[Data listing]

┄┄┄┄┄┄

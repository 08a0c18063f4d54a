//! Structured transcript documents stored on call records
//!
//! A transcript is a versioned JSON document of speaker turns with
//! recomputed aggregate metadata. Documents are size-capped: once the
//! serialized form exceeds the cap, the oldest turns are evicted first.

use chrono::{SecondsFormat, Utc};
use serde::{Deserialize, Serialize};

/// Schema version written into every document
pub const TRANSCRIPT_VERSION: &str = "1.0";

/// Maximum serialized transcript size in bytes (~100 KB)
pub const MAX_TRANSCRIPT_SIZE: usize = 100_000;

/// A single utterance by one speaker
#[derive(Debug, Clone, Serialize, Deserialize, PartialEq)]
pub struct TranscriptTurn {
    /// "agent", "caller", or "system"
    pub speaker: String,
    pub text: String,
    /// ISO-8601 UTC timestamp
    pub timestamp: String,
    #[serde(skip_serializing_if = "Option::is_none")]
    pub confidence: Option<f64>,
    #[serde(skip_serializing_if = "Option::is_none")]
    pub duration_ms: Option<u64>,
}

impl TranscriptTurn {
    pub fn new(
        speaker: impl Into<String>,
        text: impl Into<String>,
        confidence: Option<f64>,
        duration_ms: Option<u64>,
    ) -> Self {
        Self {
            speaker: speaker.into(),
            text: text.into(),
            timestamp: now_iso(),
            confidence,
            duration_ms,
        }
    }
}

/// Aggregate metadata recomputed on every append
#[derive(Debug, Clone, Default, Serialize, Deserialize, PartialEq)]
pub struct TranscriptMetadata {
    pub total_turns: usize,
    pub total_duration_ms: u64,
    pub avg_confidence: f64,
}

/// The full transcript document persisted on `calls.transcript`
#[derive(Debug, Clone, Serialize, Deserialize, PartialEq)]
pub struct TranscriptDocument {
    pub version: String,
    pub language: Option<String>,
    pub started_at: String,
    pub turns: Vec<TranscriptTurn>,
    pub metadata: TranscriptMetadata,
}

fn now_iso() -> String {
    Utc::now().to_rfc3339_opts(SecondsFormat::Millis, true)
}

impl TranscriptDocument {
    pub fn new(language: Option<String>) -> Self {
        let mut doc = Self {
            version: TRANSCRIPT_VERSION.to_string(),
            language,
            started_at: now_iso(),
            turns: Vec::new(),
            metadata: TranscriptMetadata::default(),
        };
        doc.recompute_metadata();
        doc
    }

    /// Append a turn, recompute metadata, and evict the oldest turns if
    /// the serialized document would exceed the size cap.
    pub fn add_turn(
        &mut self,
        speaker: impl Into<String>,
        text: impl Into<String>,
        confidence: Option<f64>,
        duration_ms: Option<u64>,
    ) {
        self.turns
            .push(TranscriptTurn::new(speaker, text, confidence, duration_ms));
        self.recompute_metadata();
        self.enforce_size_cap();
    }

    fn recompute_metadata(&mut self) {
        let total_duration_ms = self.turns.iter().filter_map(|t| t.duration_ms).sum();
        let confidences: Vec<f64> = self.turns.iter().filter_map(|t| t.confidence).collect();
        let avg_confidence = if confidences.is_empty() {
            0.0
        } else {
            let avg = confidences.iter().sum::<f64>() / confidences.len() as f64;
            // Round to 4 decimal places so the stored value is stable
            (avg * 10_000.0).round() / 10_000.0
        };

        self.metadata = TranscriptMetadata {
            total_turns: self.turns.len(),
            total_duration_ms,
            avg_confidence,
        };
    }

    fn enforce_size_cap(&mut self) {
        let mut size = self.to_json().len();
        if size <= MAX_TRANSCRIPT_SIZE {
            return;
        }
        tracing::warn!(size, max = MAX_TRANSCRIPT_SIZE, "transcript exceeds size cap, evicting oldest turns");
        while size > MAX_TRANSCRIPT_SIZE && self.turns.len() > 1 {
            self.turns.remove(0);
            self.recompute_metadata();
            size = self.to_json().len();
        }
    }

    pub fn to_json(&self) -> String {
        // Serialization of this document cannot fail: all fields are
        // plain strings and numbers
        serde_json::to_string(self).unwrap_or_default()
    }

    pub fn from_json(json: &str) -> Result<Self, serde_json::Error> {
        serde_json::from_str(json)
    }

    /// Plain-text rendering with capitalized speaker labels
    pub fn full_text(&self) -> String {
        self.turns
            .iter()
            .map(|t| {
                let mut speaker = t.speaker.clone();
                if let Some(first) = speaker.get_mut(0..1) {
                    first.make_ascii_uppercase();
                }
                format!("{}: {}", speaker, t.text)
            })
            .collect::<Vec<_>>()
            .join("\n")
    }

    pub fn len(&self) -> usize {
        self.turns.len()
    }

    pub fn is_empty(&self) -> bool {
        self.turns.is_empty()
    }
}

┄┄┄┄┄┄

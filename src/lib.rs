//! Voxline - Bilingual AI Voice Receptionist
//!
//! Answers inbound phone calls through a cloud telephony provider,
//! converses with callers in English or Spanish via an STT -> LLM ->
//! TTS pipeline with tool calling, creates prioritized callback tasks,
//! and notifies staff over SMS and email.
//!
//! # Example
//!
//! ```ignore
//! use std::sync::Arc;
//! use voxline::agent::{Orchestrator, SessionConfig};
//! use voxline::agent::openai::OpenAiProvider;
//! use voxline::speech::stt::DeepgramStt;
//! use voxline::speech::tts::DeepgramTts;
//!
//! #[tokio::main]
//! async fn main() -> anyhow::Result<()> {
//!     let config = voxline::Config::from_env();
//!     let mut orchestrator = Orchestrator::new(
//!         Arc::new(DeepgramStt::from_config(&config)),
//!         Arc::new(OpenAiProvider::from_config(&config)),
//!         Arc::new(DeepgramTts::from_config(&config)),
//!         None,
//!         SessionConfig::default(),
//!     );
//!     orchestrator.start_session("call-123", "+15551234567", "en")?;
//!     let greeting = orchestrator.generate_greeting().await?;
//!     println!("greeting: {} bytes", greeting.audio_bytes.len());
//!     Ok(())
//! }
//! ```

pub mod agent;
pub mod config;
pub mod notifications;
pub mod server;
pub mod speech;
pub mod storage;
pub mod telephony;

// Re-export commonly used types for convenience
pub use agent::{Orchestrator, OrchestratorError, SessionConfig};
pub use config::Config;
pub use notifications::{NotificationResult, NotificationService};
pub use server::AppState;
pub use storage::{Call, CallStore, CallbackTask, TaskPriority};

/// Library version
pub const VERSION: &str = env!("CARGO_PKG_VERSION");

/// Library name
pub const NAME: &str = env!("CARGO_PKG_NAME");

┄┄┄┄┄┄

[What to do]
Retype exactly, and only, the lines above from the one where "repository 08a0c18063f4d54a" occurs up to and including the one where "pub const MAX_TRANSCRIPT_SIZE: usize" occurs.

[Task output]
repository 08a0c18063f4d54a
//! Structured transcript documents stored on call records
//!
//! A transcript is a versioned JSON document of speaker turns with
//! recomputed aggregate metadata. Documents are size-capped: once the
//! serialized form exceeds the cap, the oldest turns are evicted first.

use chrono::{SecondsFormat, Utc};
use serde::{Deserialize, Serialize};

/// Schema version written into every document
pub const TRANSCRIPT_VERSION: &str = "1.0";

/// Maximum serialized transcript size in bytes (~100 KB)
pub const MAX_TRANSCRIPT_SIZE: usize = 100_000;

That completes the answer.